+++ Input for this task

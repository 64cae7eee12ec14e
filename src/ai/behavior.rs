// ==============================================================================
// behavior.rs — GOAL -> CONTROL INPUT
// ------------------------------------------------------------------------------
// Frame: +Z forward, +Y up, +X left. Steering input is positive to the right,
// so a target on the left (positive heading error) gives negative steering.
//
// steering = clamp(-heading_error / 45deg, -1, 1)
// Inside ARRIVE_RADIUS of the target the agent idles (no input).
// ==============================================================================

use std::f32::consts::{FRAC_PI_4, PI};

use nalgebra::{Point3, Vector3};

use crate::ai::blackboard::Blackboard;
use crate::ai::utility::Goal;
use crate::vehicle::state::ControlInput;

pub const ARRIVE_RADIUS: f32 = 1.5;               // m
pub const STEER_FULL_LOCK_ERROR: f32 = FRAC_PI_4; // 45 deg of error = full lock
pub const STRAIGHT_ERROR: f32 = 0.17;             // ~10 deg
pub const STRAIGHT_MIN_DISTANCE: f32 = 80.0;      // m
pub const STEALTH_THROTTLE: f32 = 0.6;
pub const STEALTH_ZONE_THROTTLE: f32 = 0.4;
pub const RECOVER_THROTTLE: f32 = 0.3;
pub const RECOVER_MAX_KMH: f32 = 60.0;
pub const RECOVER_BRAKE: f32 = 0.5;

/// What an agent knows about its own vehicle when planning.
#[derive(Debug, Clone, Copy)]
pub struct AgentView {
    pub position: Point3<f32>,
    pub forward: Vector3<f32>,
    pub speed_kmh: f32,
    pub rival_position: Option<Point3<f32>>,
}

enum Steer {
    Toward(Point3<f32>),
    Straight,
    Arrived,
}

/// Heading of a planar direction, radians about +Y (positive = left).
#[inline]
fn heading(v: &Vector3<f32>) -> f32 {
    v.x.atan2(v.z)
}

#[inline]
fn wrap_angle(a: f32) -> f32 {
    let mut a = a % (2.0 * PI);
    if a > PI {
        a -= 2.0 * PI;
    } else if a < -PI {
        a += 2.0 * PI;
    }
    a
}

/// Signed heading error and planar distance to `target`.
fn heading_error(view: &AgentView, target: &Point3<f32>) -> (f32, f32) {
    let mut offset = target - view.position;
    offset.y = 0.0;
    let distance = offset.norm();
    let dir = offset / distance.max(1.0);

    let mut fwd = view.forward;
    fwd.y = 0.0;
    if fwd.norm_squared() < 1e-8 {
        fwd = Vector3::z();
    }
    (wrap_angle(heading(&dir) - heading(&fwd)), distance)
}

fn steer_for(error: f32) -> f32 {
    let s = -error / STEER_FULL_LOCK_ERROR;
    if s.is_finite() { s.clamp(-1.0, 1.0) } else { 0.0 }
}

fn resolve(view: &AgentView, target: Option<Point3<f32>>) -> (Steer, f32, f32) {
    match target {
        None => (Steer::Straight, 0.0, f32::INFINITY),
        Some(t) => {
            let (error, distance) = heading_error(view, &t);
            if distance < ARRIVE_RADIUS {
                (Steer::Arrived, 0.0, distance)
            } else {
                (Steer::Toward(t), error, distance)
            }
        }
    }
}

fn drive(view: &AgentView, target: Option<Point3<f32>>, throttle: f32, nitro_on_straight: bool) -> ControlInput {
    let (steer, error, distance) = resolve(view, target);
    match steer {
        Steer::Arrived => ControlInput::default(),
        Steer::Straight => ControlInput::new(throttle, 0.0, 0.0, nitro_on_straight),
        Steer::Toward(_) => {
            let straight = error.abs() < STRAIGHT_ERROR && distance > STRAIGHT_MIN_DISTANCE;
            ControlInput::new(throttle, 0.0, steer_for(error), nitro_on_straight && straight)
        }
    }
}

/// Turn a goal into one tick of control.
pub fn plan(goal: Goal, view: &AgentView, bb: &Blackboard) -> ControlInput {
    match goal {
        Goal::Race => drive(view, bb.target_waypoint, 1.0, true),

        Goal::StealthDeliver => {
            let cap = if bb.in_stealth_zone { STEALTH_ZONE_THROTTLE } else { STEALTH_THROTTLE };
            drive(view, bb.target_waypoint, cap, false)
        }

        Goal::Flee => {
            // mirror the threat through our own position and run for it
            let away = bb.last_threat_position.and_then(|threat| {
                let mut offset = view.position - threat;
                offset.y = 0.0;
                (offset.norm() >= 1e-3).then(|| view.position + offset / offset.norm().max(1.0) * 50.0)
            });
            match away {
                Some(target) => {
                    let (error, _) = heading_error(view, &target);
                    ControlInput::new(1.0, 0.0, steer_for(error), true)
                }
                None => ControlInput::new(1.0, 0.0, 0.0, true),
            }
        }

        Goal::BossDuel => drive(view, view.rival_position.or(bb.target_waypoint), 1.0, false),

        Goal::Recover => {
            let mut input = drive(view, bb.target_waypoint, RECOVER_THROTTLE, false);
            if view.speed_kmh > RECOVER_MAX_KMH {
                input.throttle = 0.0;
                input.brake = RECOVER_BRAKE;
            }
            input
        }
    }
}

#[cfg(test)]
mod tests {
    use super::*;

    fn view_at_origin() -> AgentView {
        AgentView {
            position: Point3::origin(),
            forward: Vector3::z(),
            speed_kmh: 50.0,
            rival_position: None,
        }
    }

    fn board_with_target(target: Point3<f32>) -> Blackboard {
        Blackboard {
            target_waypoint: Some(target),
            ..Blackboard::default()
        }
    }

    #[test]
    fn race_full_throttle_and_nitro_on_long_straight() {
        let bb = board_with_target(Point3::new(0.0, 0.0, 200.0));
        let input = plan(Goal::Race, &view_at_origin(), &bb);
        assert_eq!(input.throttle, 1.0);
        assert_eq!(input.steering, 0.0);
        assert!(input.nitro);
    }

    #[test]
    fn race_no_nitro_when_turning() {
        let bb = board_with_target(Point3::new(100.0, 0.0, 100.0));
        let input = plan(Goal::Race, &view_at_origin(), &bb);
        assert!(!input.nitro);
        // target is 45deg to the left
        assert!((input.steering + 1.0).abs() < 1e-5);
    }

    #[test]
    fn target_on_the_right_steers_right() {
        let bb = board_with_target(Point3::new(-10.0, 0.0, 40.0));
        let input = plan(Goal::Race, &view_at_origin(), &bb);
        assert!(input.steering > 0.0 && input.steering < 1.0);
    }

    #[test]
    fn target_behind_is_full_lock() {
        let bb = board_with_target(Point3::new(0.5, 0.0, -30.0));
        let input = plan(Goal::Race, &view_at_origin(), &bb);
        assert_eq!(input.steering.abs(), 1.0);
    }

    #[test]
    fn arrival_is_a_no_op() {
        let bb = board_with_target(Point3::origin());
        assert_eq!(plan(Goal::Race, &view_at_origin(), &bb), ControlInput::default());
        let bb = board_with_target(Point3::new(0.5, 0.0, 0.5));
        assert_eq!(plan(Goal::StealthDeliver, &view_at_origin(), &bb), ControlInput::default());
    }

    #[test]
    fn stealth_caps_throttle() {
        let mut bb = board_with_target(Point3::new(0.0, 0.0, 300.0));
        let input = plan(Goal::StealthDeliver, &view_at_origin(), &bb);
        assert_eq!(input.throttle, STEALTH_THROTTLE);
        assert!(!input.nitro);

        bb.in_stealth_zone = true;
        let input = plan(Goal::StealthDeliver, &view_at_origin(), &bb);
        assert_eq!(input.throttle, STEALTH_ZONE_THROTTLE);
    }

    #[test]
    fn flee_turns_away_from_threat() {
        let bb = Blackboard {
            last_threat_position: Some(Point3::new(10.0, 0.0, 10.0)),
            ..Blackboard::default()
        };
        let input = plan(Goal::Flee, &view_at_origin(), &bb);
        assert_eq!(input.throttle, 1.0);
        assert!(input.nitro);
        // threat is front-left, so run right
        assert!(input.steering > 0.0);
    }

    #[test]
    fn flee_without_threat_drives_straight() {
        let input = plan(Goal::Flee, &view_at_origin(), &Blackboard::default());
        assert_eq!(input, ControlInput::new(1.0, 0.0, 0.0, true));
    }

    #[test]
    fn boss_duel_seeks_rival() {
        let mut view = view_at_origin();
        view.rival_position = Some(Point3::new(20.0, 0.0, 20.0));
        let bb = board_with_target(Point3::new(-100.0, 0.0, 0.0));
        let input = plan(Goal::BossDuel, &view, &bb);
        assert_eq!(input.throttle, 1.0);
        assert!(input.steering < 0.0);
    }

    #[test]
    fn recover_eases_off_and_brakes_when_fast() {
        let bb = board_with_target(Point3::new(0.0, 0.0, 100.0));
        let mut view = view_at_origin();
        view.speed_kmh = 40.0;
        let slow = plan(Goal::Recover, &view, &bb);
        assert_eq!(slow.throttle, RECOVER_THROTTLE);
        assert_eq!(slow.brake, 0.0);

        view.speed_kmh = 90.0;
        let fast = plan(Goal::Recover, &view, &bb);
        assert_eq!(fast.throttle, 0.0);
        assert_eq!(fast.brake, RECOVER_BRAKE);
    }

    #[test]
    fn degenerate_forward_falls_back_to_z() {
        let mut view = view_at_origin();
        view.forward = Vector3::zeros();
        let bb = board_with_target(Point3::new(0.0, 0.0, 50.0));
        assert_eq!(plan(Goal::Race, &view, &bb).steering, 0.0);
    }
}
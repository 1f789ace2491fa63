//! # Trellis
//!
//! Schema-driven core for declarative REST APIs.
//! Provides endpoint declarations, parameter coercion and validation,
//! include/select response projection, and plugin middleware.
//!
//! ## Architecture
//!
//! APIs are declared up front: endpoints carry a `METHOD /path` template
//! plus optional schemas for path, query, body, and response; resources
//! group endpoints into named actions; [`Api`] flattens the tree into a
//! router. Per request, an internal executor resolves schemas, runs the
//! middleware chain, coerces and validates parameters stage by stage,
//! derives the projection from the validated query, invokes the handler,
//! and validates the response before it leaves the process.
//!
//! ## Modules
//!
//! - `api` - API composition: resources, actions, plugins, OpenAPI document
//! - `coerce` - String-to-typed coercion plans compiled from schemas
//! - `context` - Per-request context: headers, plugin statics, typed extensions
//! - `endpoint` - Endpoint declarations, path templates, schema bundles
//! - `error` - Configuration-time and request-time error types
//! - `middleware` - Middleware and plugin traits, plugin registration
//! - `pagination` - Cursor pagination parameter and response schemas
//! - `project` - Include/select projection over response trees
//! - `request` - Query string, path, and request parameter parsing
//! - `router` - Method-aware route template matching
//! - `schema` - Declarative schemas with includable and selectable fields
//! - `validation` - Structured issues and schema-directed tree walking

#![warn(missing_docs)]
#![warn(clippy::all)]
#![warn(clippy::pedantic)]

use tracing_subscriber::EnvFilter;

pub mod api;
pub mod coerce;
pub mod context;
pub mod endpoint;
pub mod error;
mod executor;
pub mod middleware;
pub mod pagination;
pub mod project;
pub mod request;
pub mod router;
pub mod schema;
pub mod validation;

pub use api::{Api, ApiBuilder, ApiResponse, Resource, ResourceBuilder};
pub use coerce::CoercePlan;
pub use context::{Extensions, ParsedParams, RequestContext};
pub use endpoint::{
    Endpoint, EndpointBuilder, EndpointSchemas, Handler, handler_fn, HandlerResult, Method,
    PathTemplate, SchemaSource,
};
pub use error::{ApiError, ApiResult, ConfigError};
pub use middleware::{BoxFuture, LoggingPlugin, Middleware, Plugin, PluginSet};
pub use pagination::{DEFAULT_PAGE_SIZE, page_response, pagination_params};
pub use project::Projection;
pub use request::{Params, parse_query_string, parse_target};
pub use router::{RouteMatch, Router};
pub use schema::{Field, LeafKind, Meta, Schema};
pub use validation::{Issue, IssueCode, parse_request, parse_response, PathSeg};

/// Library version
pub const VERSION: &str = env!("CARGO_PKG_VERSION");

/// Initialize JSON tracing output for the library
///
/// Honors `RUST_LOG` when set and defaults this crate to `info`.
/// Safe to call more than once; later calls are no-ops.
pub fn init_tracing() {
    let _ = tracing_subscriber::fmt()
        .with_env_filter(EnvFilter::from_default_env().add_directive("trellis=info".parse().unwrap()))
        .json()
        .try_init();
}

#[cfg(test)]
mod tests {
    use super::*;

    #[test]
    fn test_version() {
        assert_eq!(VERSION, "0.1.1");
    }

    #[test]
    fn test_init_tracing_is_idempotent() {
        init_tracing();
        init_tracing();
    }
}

++++++

▸ **Task description**
Start at the first line of the entries and stop at the line with "let mut a = a % (2.0 * PI);". Retype each of those lines exactly, both ends included.

▸ **Your solution**
repository 64cae7eee12ec14e
filename src/ai/behavior.rs
// ==============================================================================
// behavior.rs — GOAL -> CONTROL INPUT
// ------------------------------------------------------------------------------
// Frame: +Z forward, +Y up, +X left. Steering input is positive to the right,
// so a target on the left (positive heading error) gives negative steering.
//
// steering = clamp(-heading_error / 45deg, -1, 1)
// Inside ARRIVE_RADIUS of the target the agent idles (no input).
// ==============================================================================

use std::f32::consts::{FRAC_PI_4, PI};

use nalgebra::{Point3, Vector3};

use crate::ai::blackboard::Blackboard;
use crate::ai::utility::Goal;
use crate::vehicle::state::ControlInput;

pub const ARRIVE_RADIUS: f32 = 1.5;               // m
pub const STEER_FULL_LOCK_ERROR: f32 = FRAC_PI_4; // 45 deg of error = full lock
pub const STRAIGHT_ERROR: f32 = 0.17;             // ~10 deg
pub const STRAIGHT_MIN_DISTANCE: f32 = 80.0;      // m
pub const STEALTH_THROTTLE: f32 = 0.6;
pub const STEALTH_ZONE_THROTTLE: f32 = 0.4;
pub const RECOVER_THROTTLE: f32 = 0.3;
pub const RECOVER_MAX_KMH: f32 = 60.0;
pub const RECOVER_BRAKE: f32 = 0.5;

/// What an agent knows about its own vehicle when planning.
#[derive(Debug, Clone, Copy)]
pub struct AgentView {
    pub position: Point3<f32>,
    pub forward: Vector3<f32>,
    pub speed_kmh: f32,
    pub rival_position: Option<Point3<f32>>,
}

enum Steer {
    Toward(Point3<f32>),
    Straight,
    Arrived,
}

/// Heading of a planar direction, radians about +Y (positive = left).
#[inline]
fn heading(v: &Vector3<f32>) -> f32 {
    v.x.atan2(v.z)
}

#[inline]
fn wrap_angle(a: f32) -> f32 {
    let mut a = a % (2.0 * PI);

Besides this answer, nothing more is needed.